■ SOURCE MATERIAL
● ● ● ● ●
//! Peer connection management

mod connection;

pub use connection::{ConnectionEvent, ConnectionEventKind, ConnectionManager, PeerState};
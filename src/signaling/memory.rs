//! In-process signaling broker

use super::{SignalingChannel, SignalingMessage};
use crate::Result;
use async_trait::async_trait;
use parking_lot::Mutex;
use std::collections::HashMap;
use std::sync::Arc;
use tokio::sync::mpsc;
use tracing::{debug, trace};

/// In-memory signaling broker
///
/// Fans every sent message out to all live subscribers of the session,
/// including the sender's own subscription (hosted pub/sub transports echo
/// broadcasts the same way; receivers filter by `sender_id`). Messages sent
/// while a session has no subscribers are dropped, matching the best-effort
/// contract.
#[derive(Debug, Default, Clone)]
pub struct MemorySignaling {
    sessions: Arc<Mutex<HashMap<String, Vec<mpsc::UnboundedSender<SignalingMessage>>>>>,
}

impl MemorySignaling {
    /// Create an empty broker
    pub fn new() -> Self {
        Self::default()
    }

    /// Number of live subscribers for a session
    pub fn subscriber_count(&self, session_id: &str) -> usize {
        self.sessions
            .lock()
            .get(session_id)
            .map(|subs| subs.iter().filter(|tx| !tx.is_closed()).count())
            .unwrap_or(0)
    }
}

#[async_trait]
impl SignalingChannel for MemorySignaling {
    async fn subscribe(
        &self,
        session_id: &str,
    ) -> Result<mpsc::UnboundedReceiver<SignalingMessage>> {
        let (tx, rx) = mpsc::unbounded_channel();
        self.sessions
            .lock()
            .entry(session_id.to_string())
            .or_default()
            .push(tx);
        debug!(session_id, "signaling subscriber added");
        Ok(rx)
    }

    async fn send(&self, session_id: &str, message: SignalingMessage) -> Result<()> {
        let mut sessions = self.sessions.lock();
        let Some(subscribers) = sessions.get_mut(session_id) else {
            trace!(session_id, kind = message.kind(), "no subscribers, message dropped");
            return Ok(());
        };

        let mut delivered = 0usize;
        subscribers.retain(|tx| match tx.send(message.clone()) {
            Ok(()) => {
                delivered += 1;
                true
            }
            // Receiver dropped: unsubscribe.
            Err(_) => false,
        });

        trace!(
            session_id,
            kind = message.kind(),
            delivered,
            "signaling message fanned out"
        );
        Ok(())
    }
}
//! Generated capture device
//!
//! Emits Opus silence and solid-color video payloads on a fixed cadence.
//! Used by tests and local development; real device capture lives behind
//! the same [`MediaDeviceSource`] trait in the host integration.

use super::{LocalTrack, MediaDeviceSource, TrackKind};
use crate::{Error, Result};
use async_trait::async_trait;
use std::sync::Arc;
use std::time::Duration;
use tracing::{debug, trace};

/// Opus PLC silence frame
const OPUS_SILENCE: [u8; 3] = [0xf8, 0xff, 0xfe];

const AUDIO_FRAME: Duration = Duration::from_millis(20);
const VIDEO_FRAME: Duration = Duration::from_millis(40);

#[derive(Debug, Clone, Copy, PartialEq, Eq)]
enum Mode {
    Available,
    Denied,
    Missing,
}

/// Synthetic camera + microphone
#[derive(Debug, Clone)]
pub struct SyntheticMediaSource {
    mode: Mode,
}

impl SyntheticMediaSource {
    /// A working synthetic camera + microphone pair
    pub fn new() -> Self {
        Self {
            mode: Mode::Available,
        }
    }

    /// A source whose platform refuses capture permission
    pub fn denying_access() -> Self {
        Self { mode: Mode::Denied }
    }

    /// A source with no capture hardware at all
    pub fn without_devices() -> Self {
        Self { mode: Mode::Missing }
    }

    fn spawn_pump(track: Arc<LocalTrack>) {
        let (payload, frame) = match track.kind() {
            TrackKind::Audio => (OPUS_SILENCE.to_vec(), AUDIO_FRAME),
            // Opaque placeholder payload; synthetic peers do not decode it.
            TrackKind::Video => (vec![0u8; 128], VIDEO_FRAME),
        };

        tokio::spawn(async move {
            let mut ticker = tokio::time::interval(frame);
            ticker.set_missed_tick_behavior(tokio::time::MissedTickBehavior::Delay);
            loop {
                ticker.tick().await;
                if let Err(err) = track.write_sample(payload.clone(), frame).await {
                    trace!(track = %track.id(), error = %err, "capture pump stopping");
                    break;
                }
            }
            debug!(track = %track.id(), "capture pump ended");
        });
    }
}

impl Default for SyntheticMediaSource {
    fn default() -> Self {
        Self::new()
    }
}

#[async_trait]
impl MediaDeviceSource for SyntheticMediaSource {
    async fn open(&self) -> Result<Vec<Arc<LocalTrack>>> {
        match self.mode {
            Mode::Denied => Err(Error::MediaAccessDenied(
                "capture permission refused by the platform".to_string(),
            )),
            Mode::Missing => Err(Error::NoDeviceFound(
                "no camera or microphone present".to_string(),
            )),
            Mode::Available => {
                let stream_id = uuid::Uuid::new_v4().to_string();
                let audio = Arc::new(LocalTrack::new(
                    TrackKind::Audio,
                    format!("audio-{stream_id}"),
                    stream_id.clone(),
                ));
                let video = Arc::new(LocalTrack::new(
                    TrackKind::Video,
                    format!("video-{stream_id}"),
                    stream_id,
                ));

                Self::spawn_pump(Arc::clone(&audio));
                Self::spawn_pump(Arc::clone(&video));

                Ok(vec![audio, video])
            }
        }
    }
}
● ● ● ● ●
What is needed is a word-for-word copy of all the records above.

■ ANSWER TO THIS PROBLEM
//! Peer connection management

mod connection;

pub use connection::{ConnectionEvent, ConnectionEventKind, ConnectionManager, PeerState};
filename src/signaling/memory.rs
//! In-process signaling broker

use super::{SignalingChannel, SignalingMessage};
use crate::Result;
use async_trait::async_trait;
use parking_lot::Mutex;
use std::collections::HashMap;
use std::sync::Arc;
use tokio::sync::mpsc;
use tracing::{debug, trace};

/// In-memory signaling broker
///
/// Fans every sent message out to all live subscribers of the session,
/// including the sender's own subscription (hosted pub/sub transports echo
/// broadcasts the same way; receivers filter by `sender_id`). Messages sent
/// while a session has no subscribers are dropped, matching the best-effort
/// contract.
#[derive(Debug, Default, Clone)]
pub struct MemorySignaling {
    sessions: Arc<Mutex<HashMap<String, Vec<mpsc::UnboundedSender<SignalingMessage>>>>>,
}

impl MemorySignaling {
    /// Create an empty broker
    pub fn new() -> Self {
        Self::default()
    }

    /// Number of live subscribers for a session
    pub fn subscriber_count(&self, session_id: &str) -> usize {
        self.sessions
            .lock()
            .get(session_id)
            .map(|subs| subs.iter().filter(|tx| !tx.is_closed()).count())
            .unwrap_or(0)
    }
}

#[async_trait]
impl SignalingChannel for MemorySignaling {
    async fn subscribe(
        &self,
        session_id: &str,
    ) -> Result<mpsc::UnboundedReceiver<SignalingMessage>> {
        let (tx, rx) = mpsc::unbounded_channel();
        self.sessions
            .lock()
            .entry(session_id.to_string())
            .or_default()
            .push(tx);
        debug!(session_id, "signaling subscriber added");
        Ok(rx)
    }

    async fn send(&self, session_id: &str, message: SignalingMessage) -> Result<()> {
        let mut sessions = self.sessions.lock();
        let Some(subscribers) = sessions.get_mut(session_id) else {
            trace!(session_id, kind = message.kind(), "no subscribers, message dropped");
            return Ok(());
        };

        let mut delivered = 0usize;
        subscribers.retain(|tx| match tx.send(message.clone()) {
            Ok(()) => {
                delivered += 1;
                true
            }
            // Receiver dropped: unsubscribe.
            Err(_) => false,
        });

        trace!(
            session_id,
            kind = message.kind(),
            delivered,
            "signaling message fanned out"
        );
        Ok(())
    }
}
//! Generated capture device
//!
//! Emits Opus silence and solid-color video payloads on a fixed cadence.
//! Used by tests and local development; real device capture lives behind
//! the same [`MediaDeviceSource`] trait in the host integration.

use super::{LocalTrack, MediaDeviceSource, TrackKind};
use crate::{Error, Result};
use async_trait::async_trait;
use std::sync::Arc;
use std::time::Duration;
use tracing::{debug, trace};

/// Opus PLC silence frame
const OPUS_SILENCE: [u8; 3] = [0xf8, 0xff, 0xfe];

const AUDIO_FRAME: Duration = Duration::from_millis(20);
const VIDEO_FRAME: Duration = Duration::from_millis(40);

#[derive(Debug, Clone, Copy, PartialEq, Eq)]
enum Mode {
    Available,
    Denied,
    Missing,
}

/// Synthetic camera + microphone
#[derive(Debug, Clone)]
pub struct SyntheticMediaSource {
    mode: Mode,
}

impl SyntheticMediaSource {
    /// A working synthetic camera + microphone pair
    pub fn new() -> Self {
        Self {
            mode: Mode::Available,
        }
    }

    /// A source whose platform refuses capture permission
    pub fn denying_access() -> Self {
        Self { mode: Mode::Denied }
    }

    /// A source with no capture hardware at all
    pub fn without_devices() -> Self {
        Self { mode: Mode::Missing }
    }

    fn spawn_pump(track: Arc<LocalTrack>) {
        let (payload, frame) = match track.kind() {
            TrackKind::Audio => (OPUS_SILENCE.to_vec(), AUDIO_FRAME),
            // Opaque placeholder payload; synthetic peers do not decode it.
            TrackKind::Video => (vec![0u8; 128], VIDEO_FRAME),
        };

        tokio::spawn(async move {
            let mut ticker = tokio::time::interval(frame);
            ticker.set_missed_tick_behavior(tokio::time::MissedTickBehavior::Delay);
            loop {
                ticker.tick().await;
                if let Err(err) = track.write_sample(payload.clone(), frame).await {
                    trace!(track = %track.id(), error = %err, "capture pump stopping");
                    break;
                }
            }
            debug!(track = %track.id(), "capture pump ended");
        });
    }
}

impl Default for SyntheticMediaSource {
    fn default() -> Self {
        Self::new()
    }
}

#[async_trait]
impl MediaDeviceSource for SyntheticMediaSource {
    async fn open(&self) -> Result<Vec<Arc<LocalTrack>>> {
        match self.mode {
            Mode::Denied => Err(Error::MediaAccessDenied(
                "capture permission refused by the platform".to_string(),
            )),
            Mode::Missing => Err(Error::NoDeviceFound(
                "no camera or microphone present".to_string(),
            )),
            Mode::Available => {
                let stream_id = uuid::Uuid::new_v4().to_string();
                let audio = Arc::new(LocalTrack::new(
                    TrackKind::Audio,
                    format!("audio-{stream_id}"),
                    stream_id.clone(),
                ));
                let video = Arc::new(LocalTrack::new(
                    TrackKind::Video,
                    format!("video-{stream_id}"),
                    stream_id,
                ));

                Self::spawn_pump(Arc::clone(&audio));
                Self::spawn_pump(Arc::clone(&video));

                Ok(vec![audio, video])
            }
        }
    }
}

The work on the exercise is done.